Not sure how many locomotives GE Transportation sold in the period, but I'm guessing between 100 and 200 (200 would make an annual rate of 800, which is about what GE's peak in the past decade has been). So, a $2 Million - $3 Million apiece, sales of new locomotives are somewhere in the range of one sixth to one half of GE Transportation's revenues for the quarter: a fairly wide range, but as of right now it's the ONLY estimate I have of how big a fraction of GET's business is locomotive sales. (Obviously the locomotive business, when you factor in spare parts and maintenance contracts, is bigger than just sales of new units.)

(Thanks, MEC407, for watching for these news items and letting us know about them! Much appreciated at my end.)
  by MEC407
With Cat/Progress cutting EMD worker wages in half, it should be interesting to see what effect that has on EMD locomotive prices. If Cat/Progress uses that as an opportunity to price their locomotives significantly lower than GE, GE would have to respond in some way or another if they want to maintain their position as North America's #1 locomotive builder.

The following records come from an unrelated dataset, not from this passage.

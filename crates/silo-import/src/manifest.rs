//! Manifest construction and rendering.
//!
//! The manifest is the declarative hand-off to the downstream ingestion
//! system: one import entry per retained table, one source entry per data
//! source, and exactly one import-group entry for the batch. All paths use
//! the mounted addressing scheme, and every list is emitted in sorted name
//! order so the rendered manifest is reproducible byte for byte. The text
//! rendering is written to `<root>/internal/config/config.textproto`.

use std::collections::{BTreeMap, BTreeSet};

use serde::Serialize;
use silo_core::paths::mounted_path;

use crate::error::{Error, Result};
use crate::layout::{Layout, Provenance, TableInput};

/// Import-group names longer than this are truncated, a hard limit imposed
/// by the downstream system.
pub const MAX_GROUP_NAME_LEN: usize = 20;
/// URL used when no provenance file names one.
pub const PLACEHOLDER_URL: &str = "https://example.org/";
/// Description carried by every import-group entry.
pub const GROUP_DESCRIPTION: &str = "Custom import group";
/// Record-graph output pattern emitted alongside mapped tables.
pub const GRAPH_PATTERN: &str = "graph.tfrecord@*.gz";
/// Bucket-relative location of the rendered manifest under an import root.
pub const MANIFEST_OBJECT: &str = "internal/config/config.textproto";

/// Category tag of an import entry.
#[derive(Debug, Clone, Copy, PartialEq, Eq, Serialize)]
pub enum ImportCategory {
    /// Statistical data.
    Stats,
    /// Schema definitions.
    Schema,
}

impl ImportCategory {
    fn as_text(self) -> &'static str {
        match self {
            Self::Stats => "STATS",
            Self::Schema => "SCHEMA",
        }
    }
}

/// One external table: a mapping file (for mapped tables) and its data files.
#[derive(Debug, Clone, PartialEq, Eq, Serialize)]
pub struct ExternalTable {
    /// Mounted path of the mapping file; absent for self-describing tables.
    pub mapping_path: Option<String>,
    /// Mounted data file paths or wildcard patterns.
    pub data_paths: Vec<String>,
}

/// One import entry in the manifest.
#[derive(Debug, Clone, PartialEq, Eq, Serialize)]
pub struct ImportEntry {
    /// Import name; the table name doubles as the import name.
    pub name: String,
    /// Category tag.
    pub category: ImportCategory,
    /// Dataset this import belongs to.
    pub dataset: String,
    /// External tables feeding the import.
    pub tables: Vec<ExternalTable>,
    /// Record-graph output patterns, mounted.
    pub graph_urls: Vec<String>,
    /// Whether graph records are generated from the mapping automatically.
    pub auto_generated: bool,
}

/// One dataset inside a source entry.
#[derive(Debug, Clone, PartialEq, Eq, Serialize)]
pub struct DatasetInfo {
    /// Dataset name.
    pub name: String,
    /// Dataset URL.
    pub url: String,
}

/// One data source entry in the manifest.
#[derive(Debug, Clone, PartialEq, Eq, Serialize)]
pub struct DatasetSource {
    /// Source display name.
    pub name: String,
    /// Source URL.
    pub url: String,
    /// Datasets belonging to the source.
    pub datasets: Vec<DatasetInfo>,
}

/// The single import-group entry.
#[derive(Debug, Clone, PartialEq, Eq, Serialize)]
pub struct ImportGroup {
    /// Group name, at most [`MAX_GROUP_NAME_LEN`] characters.
    pub name: String,
    /// Always true: this is a non-default deployment.
    pub custom: bool,
    /// Fixed description.
    pub description: String,
}

/// Provenance lookup for manifest construction.
///
/// Sources without their own provenance fall back to the group-level file;
/// sources with neither get a synthesized default.
#[derive(Debug, Clone, Default)]
pub struct ProvenanceSet {
    /// Group-level provenance, the fallback for every source.
    pub group: Option<Provenance>,
    /// Per-source provenance by source folder name.
    pub by_source: BTreeMap<String, Provenance>,
}

impl ProvenanceSet {
    fn for_source(&self, source: &str) -> Option<&Provenance> {
        self.by_source.get(source).or(self.group.as_ref())
    }
}

/// Alternate flat input: pre-grouped sources, datasets, and files.
#[derive(Debug, Clone, PartialEq, Eq)]
pub struct ImportGroupFiles {
    /// Group name, before truncation.
    pub group_name: String,
    /// Dataset names per source.
    pub datasets_by_source: BTreeMap<String, Vec<String>>,
    /// Files per dataset.
    pub files_by_dataset: BTreeMap<String, DataFiles>,
}

/// The files of one dataset in the flat input model.
#[derive(Debug, Clone, PartialEq, Eq)]
pub struct DataFiles {
    /// Bucket-relative path of the single mapping file.
    pub mapping_file: String,
    /// Bucket-relative data file paths.
    pub data_files: Vec<String>,
}

/// A fully built import manifest. Immutable after construction.
#[derive(Debug, Clone, PartialEq, Eq, Serialize)]
pub struct Manifest {
    /// Import entries, dataset imports first, then the schema entry if any.
    pub imports: Vec<ImportEntry>,
    /// Data source entries, sorted by source name.
    pub sources: Vec<DatasetSource>,
    /// The import-group entry.
    pub group: ImportGroup,
}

Healthy competition is usually good, but the battle to be the lowest-priced builder of anything, whether it's computers or refrigerators or automobiles, can often (but not always) result in reduced product quality/reliability. Considering how remarkably reliable locomotives have become in recent years, I'd hate to see the industry go backwards and end up where it was in the days of the SD50 and C39-8.
  by MEC407
From The London Free Press:
The London Free Press wrote:Many Electro-Motive workers would not only earn half of what they had been making if they accept the contract offer on the table, they'd earn about half the wages of General Electric locomotive employees doing similar jobs in Erie, Penn.

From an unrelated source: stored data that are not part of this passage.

//! Error types and result alias shared across Silo components.

/// The result type used throughout silo-core.
pub type Result<T> = std::result::Result<T, Error>;

/// Errors that can occur in core operations.
#[derive(Debug, thiserror::Error)]
pub enum Error {
    /// A required configuration setting is missing or unparseable.
    #[error("configuration error: {message}")]
    Config {
        /// Description of the configuration problem.
        message: String,
    },

    /// An object store operation failed.
    #[error("storage error: {message}")]
    Storage {
        /// Description of the storage failure.
        message: String,
        /// The underlying cause, if any.
        #[source]
        source: Option<Box<dyn std::error::Error + Send + Sync>>,
    },

    /// A path could not be parsed as a bucket/object store path.
    #[error("invalid path: {0}")]
    InvalidPath(String),

    /// A serialization or deserialization error occurred.
    #[error("serialization error: {message}")]
    Serialization {
        /// Description of the serialization failure.
        message: String,
    },

    /// The requested object was not found.
    #[error("not found: {0}")]
    NotFound(String),

    /// An internal error that should not happen in normal operation.
    #[error("internal error: {message}")]
    Internal {
        /// Description of the internal error.
        message: String,
    },
}

impl Error {
    /// Creates a new configuration error.
    #[must_use]
    pub fn config(message: impl Into<String>) -> Self {
        Self::Config {
            message: message.into(),
        }
    }

    /// Creates a new storage error with the given message.
    #[must_use]
    pub fn storage(message: impl Into<String>) -> Self {
        Self::Storage {
            message: message.into(),
            source: None,
        }
    }

    /// Creates a new storage error with a source cause.
    #[must_use]
    pub fn storage_with_source(
        message: impl Into<String>,
        source: impl std::error::Error + Send + Sync + 'static,
    ) -> Self {
        Self::Storage {
            message: message.into(),
            source: Some(Box::new(source)),
        }
    }
}

#[cfg(test)]
mod tests {
    use super::*;
    use std::error::Error as StdError;

    #[test]
    fn config_error_display() {
        let err = Error::config("SILO_INSTANCE is not set");
        assert!(err.to_string().contains("SILO_INSTANCE"));
    }

    #[test]
    fn storage_error_with_source() {
        let source = std::io::Error::new(std::io::ErrorKind::NotFound, "object gone");
        let err = Error::storage_with_source("failed to read marker", source);
        assert!(err.to_string().contains("storage error"));
        assert!(StdError::source(&err).is_some());
    }

    #[test]
    fn invalid_path_display() {
        let err = Error::InvalidPath("not-a-store-path".into());
        assert!(err.to_string().contains("not-a-store-path"));
    }
}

"To build locomotives is not an easy thing," Zaczyk said. "There are miles of wire in there. You're like in a computer room in the front of a GE locomotive. There are all kinds of diagnostics going on, all kinds of lights and gizmos and you name it. It's almost like a spaceship."
"We're talking about $2-million units here, not $20,000 cars. It's not like flipping burgers. If Progress Rail drops the price a bit because they cut salaries, do you think a customer will care? The quality isn't going to be there. Every day that our plant is down, GE is going to capitalize on that."

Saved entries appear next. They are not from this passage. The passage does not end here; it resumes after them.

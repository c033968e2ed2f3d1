//! Best-effort compensation for partial failures.
//!
//! The launch sequence has side effects that must not outlive a failed
//! attempt, most importantly the created table. Each step that succeeds
//! pushes a compensating action; on a later failure the stack unwinds in
//! reverse order. Compensation failures are logged and never replace the
//! primary error.

use futures::future::BoxFuture;

use crate::error::Result;

type CompensationFn = Box<dyn FnOnce() -> BoxFuture<'static, Result<()>> + Send>;

/// A stack of compensating actions.
#[derive(Default)]
pub struct CompensationStack {
    actions: Vec<(String, CompensationFn)>,
}

impl std::fmt::Debug for CompensationStack {
    fn fmt(&self, f: &mut std::fmt::Formatter<'_>) -> std::fmt::Result {
        let names: Vec<&str> = self.actions.iter().map(|(name, _)| name.as_str()).collect();
        f.debug_struct("CompensationStack")
            .field("actions", &names)
            .finish()
    }
}

impl CompensationStack {
    /// Creates an empty stack.
    #[must_use]
    pub fn new() -> Self {
        Self::default()
    }

    /// Pushes a named compensating action.
    pub fn push<F>(&mut self, name: impl Into<String>, action: F)
    where
        F: FnOnce() -> BoxFuture<'static, Result<()>> + Send + 'static,
    {
        self.actions.push((name.into(), Box::new(action)));
    }

    /// Number of pending actions.
    #[must_use]
    pub fn len(&self) -> usize {
        self.actions.len()
    }

    /// Whether the stack holds no actions.
    #[must_use]
    pub fn is_empty(&self) -> bool {
        self.actions.is_empty()
    }

    /// Drops all actions without running them. Call on success.
    pub fn discard(mut self) {
        self.actions.clear();
    }

    /// Runs all actions in reverse push order.
    ///
    /// Failures are logged and swallowed so they cannot mask the error that
    /// triggered the unwind.
    pub async fn unwind(mut self) {
        while let Some((name, action)) = self.actions.pop() {
            match action().await {
                Ok(()) => tracing::info!(action = %name, "compensation executed"),
                Err(error) => {
                    tracing::warn!(action = %name, %error, "compensation failed");
                }
            }
        }
    }
}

Read more at: http://www.lfpress.com/news/london/2012 ... 42821.html
  by Jay Potter
This and a number of other Internet discussions I've read in recent years have included references to GE locomotive prices being lower than EMD locomotive prices; however I don't recall any of those discussions citing any actual prices. Can anyone provide any specific pricing examples?